The Virginia Supreme Court on Thursday dismissed a lawsuit that challenges the inclusion of sexual orientation and gender identity in the Fairfax County School District’s nondiscrimination policy.
The Liberty Counsel filed a lawsuit against the policy on behalf of Traditional Values Coalition President Andrea Lafferty and an unnamed minor and his parents.
Members of the Fairfax County School Board added sexual orientation and gender identity to the district’s nondiscrimination policy in November 2014 and May 2015 respectively. The Liberty Counsel argues the so-called Dillon Rule prohibits school boards from adding LGBT-specific provisions to their nondiscrimination policies unless the Virginia General Assembly were to pass a law allowing them to do so.
Fairfax County Circuit Court Judge Brett Kassabian dismissed the lawsuit in March 2016. Senior Justice Leroy F. Millette, Jr., upheld the decision, noting Lafferty and the other plaintiffs did not have legal standing to challenge the inclusion of gender identity and sexual orientation in the Fairfax County School District’s nondiscrimination policy.
FCPS Pride, a group that represents LGBT employees of the Fairfax County School District, in a statement said it welcomes Thursday’s ruling.
“The court’s ruling, for now, means that lesbian, gay, bisexual and transgender students can go to school knowing they have protections from discrimination or harassment,” it said. “Parents of these students are reassured that their children can have equitable access to education as their peers.
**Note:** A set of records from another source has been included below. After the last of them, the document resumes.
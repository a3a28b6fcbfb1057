//! Dependency-aware task execution.
//!
//! Tasks run in parallel on a bounded worker pool when the context allows
//! it, otherwise sequentially in topological order. Either way a failed
//! task poisons its transitive dependents, which are recorded as never run
//! rather than silently skipped, and the run always reaches the summary.

use std::sync::{Arc, Condvar, Mutex};
use std::thread;

use crate::logging::{set_diag_thread_name, BufferedLog, DiagEvent, Logger, TaskStatus};
use crate::tasks::{execute, graph, Context, Task};

/// Execution state of one task slot.
#[derive(Debug, Clone, Copy, PartialEq)]
enum Slot {
    Pending,
    Running,
    Done(TaskStatus),
}

impl Slot {
    const fn is_done(self) -> bool {
        matches!(self, Self::Done(_))
    }

    /// Whether a dependent of this task must never run.
    const fn poisons_dependents(self) -> bool {
        matches!(self, Self::Done(TaskStatus::Failed | TaskStatus::NeverRun))
    }
}

/// Run the whole task list to completion.
///
/// Failures are recorded in the logger rather than returned; the caller
/// reads the failure count after the summary.
pub(crate) fn run_tasks(tasks: &[Box<dyn Task>], ctx: &Context, log: &Arc<Logger>) {
    let refs: Vec<&dyn Task> = tasks.iter().map(AsRef::as_ref).collect();

    if let Some(idx) = graph::find_cycle(&refs) {
        let name = refs.get(idx).map_or("?", |t| t.name());
        log.warn(&format!(
            "dependency cycle involving '{name}'; running tasks in registration order"
        ));
        for task in &refs {
            execute(*task, ctx);
        }
        return;
    }

    if ctx.parallel && refs.len() > 1 {
        run_parallel(&refs, ctx, log);
    } else {
        run_sequential(&refs, ctx, log);
    }
}

/// One task at a time, in topological order.
fn run_sequential(tasks: &[&dyn Task], ctx: &Context, log: &Arc<Logger>) {
    let deps = graph::resolved_deps(tasks);
    let mut slots = vec![Slot::Pending; tasks.len()];

    for idx in graph::topological_order(tasks) {
        let Some(task) = tasks.get(idx) else {
            continue;
        };
        if let Some(dep) = poisoning_dep(idx, &deps, &slots) {
            mark_never_run(*task, tasks, dep, log);
            if let Some(slot) = slots.get_mut(idx) {
                *slot = Slot::Done(TaskStatus::NeverRun);
            }
            continue;
        }
        let status = execute(*task, ctx);
        if let Some(slot) = slots.get_mut(idx) {
            *slot = Slot::Done(status);
        }
    }
}

/// Bounded worker pool over a shared slot table.
///
/// Workers claim the lowest-index pending task whose prerequisites are all
/// terminal; the condvar wakes everyone whenever a slot changes, so a
/// completion immediately unblocks waiting dependents.
fn run_parallel(tasks: &[&dyn Task], ctx: &Context, log: &Arc<Logger>) {
    let workers = thread::available_parallelism()
        .map_or(2, std::num::NonZeroUsize::get)
        .clamp(2, tasks.len());
    log.debug(&format!(
        "running {} tasks on {workers} workers",
        tasks.len()
    ));

    let deps = graph::resolved_deps(tasks);
    let state = Mutex::new(vec![Slot::Pending; tasks.len()]);
    let wake = Condvar::new();

    thread::scope(|scope| {
        for _ in 0..workers {
            scope.spawn(|| worker_loop(tasks, &deps, &state, &wake, ctx, log));
        }
    });
}

fn worker_loop(
    tasks: &[&dyn Task],
    deps: &[Vec<usize>],
    state: &Mutex<Vec<Slot>>,
    wake: &Condvar,
    ctx: &Context,
    log: &Arc<Logger>,
) {
    loop {
        let idx = {
            let mut slots = state
                .lock()
                .unwrap_or_else(std::sync::PoisonError::into_inner);
            loop {
                if slots.iter().all(|s| s.is_done()) {
                    return;
                }
                match claim_next(tasks, deps, &mut slots, log) {
                    Claim::Run(idx) => break idx,
                    // A poisoned dependent was marked; rescan, others may
                    // have become claimable.
                    Claim::Marked => wake.notify_all(),
                    Claim::Wait => {
                        if let Some(diag) = log.diagnostic() {
                            diag.emit(
                                DiagEvent::TaskWait,
                                "no runnable task; waiting for a completion",
                            );
                        }
                        slots = wake
                            .wait(slots)
                            .unwrap_or_else(std::sync::PoisonError::into_inner);
                    }
                }
            }
        };

        let Some(task) = tasks.get(idx) else {
            return;
        };
        let status = run_buffered(*task, ctx, log);

        let mut slots = state
            .lock()
            .unwrap_or_else(std::sync::PoisonError::into_inner);
        if let Some(slot) = slots.get_mut(idx) {
            *slot = Slot::Done(status);
        }
        wake.notify_all();
    }
}

enum Claim {
    /// This index is ours to execute.
    Run(usize),
    /// A task was resolved without running; scan again.
    Marked,
    /// Nothing claimable until another task completes.
    Wait,
}

/// Claim the lowest-index pending task whose prerequisites are terminal.
///
/// Caller holds the slot lock.
fn claim_next(
    tasks: &[&dyn Task],
    deps: &[Vec<usize>],
    slots: &mut [Slot],
    log: &Arc<Logger>,
) -> Claim {
    for idx in 0..slots.len() {
        if slots.get(idx) != Some(&Slot::Pending) {
            continue;
        }
        let ready = deps
            .get(idx)
            .is_some_and(|d| d.iter().all(|&dep| slots.get(dep).copied().is_some_and(Slot::is_done)));
        if !ready {
            continue;
        }
        if let Some(dep) = poisoning_dep(idx, deps, slots) {
            if let Some(task) = tasks.get(idx) {
                mark_never_run(*task, tasks, dep, log);
            }
            if let Some(slot) = slots.get_mut(idx) {
                *slot = Slot::Done(TaskStatus::NeverRun);
            }
            return Claim::Marked;
        }
        if let Some(slot) = slots.get_mut(idx) {
            *slot = Slot::Running;
        }
        return Claim::Run(idx);
    }
    Claim::Wait
}

/// First prerequisite whose outcome forbids this task from running.
fn poisoning_dep(idx: usize, deps: &[Vec<usize>], slots: &[Slot]) -> Option<usize> {
    deps.get(idx)?
        .iter()
        .copied()
        .find(|&dep| slots.get(dep).is_some_and(|s| s.poisons_dependents()))
}

/// Record a task as never run because of a failed prerequisite.
fn mark_never_run(task: &dyn Task, tasks: &[&dyn Task], dep: usize, log: &Arc<Logger>) {
    let dep_name = tasks.get(dep).map_or("?", |t| t.name());
    let message = format!("prerequisite failed: {dep_name}");
    if let Some(diag) = log.diagnostic() {
        diag.emit_task(DiagEvent::TaskSkip, task.name(), &message);
    }
    log.record_task(task.name(), TaskStatus::NeverRun, Some(&message));
}

/// Execute one task with its output buffered, then replay the buffer as a
/// single console block.
fn run_buffered(task: &dyn Task, ctx: &Context, log: &Arc<Logger>) -> TaskStatus {
    set_diag_thread_name(task.name());
    if let Some(diag) = log.diagnostic() {
        diag.emit_task(DiagEvent::TaskStart, task.name(), "starting");
    }
    log.notify_task_start(task.name());

    let buffer = Arc::new(BufferedLog::new(Arc::clone(log)));
    let task_ctx = ctx.with_log(Arc::clone(&buffer) as Arc<dyn crate::logging::Log>);
    let status = execute(task, &task_ctx);

    if let Some(diag) = log.diagnostic() {
        diag.emit_task(DiagEvent::TaskDone, task.name(), &format!("{status:?}"));
    }
    buffer.flush_and_complete(task.name());
    status
}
It makes our schools safer and more welcoming for everyone.”
Liberty Counsel Chair Mat Staver on Thursday said his organization may consider additional legal action against the policy.
“Liberty Counsel is not finished fighting for the safety of Jack Doe and public school students in Fairfax County,” he said in a statement. “We are exploring all possible avenues to further challenge these policies and are confident that we will prevail when the courts reach the merits of these challenges.”
4th Circuit refuses to expedite Grimm case
Millette issued his ruling less than two months after President Trump rescinded guidance on how public schools should accommodate trans students.
The U.S. Supreme Court on March 28 was scheduled to hear oral arguments in the case of Gavin Grimm, a trans student who alleges the Gloucester County School Policy that prohibits him from using the boys bathroom or locker room violates Title IX of the Education Amendments of 1972.
The justices remanded the Grimm case to the 4th U.S. Circuit Court of Appeals in Richmond after Trump rescinded the federal government’s guidance for trans students. The federal appeals court last week denied a motion to expedite it.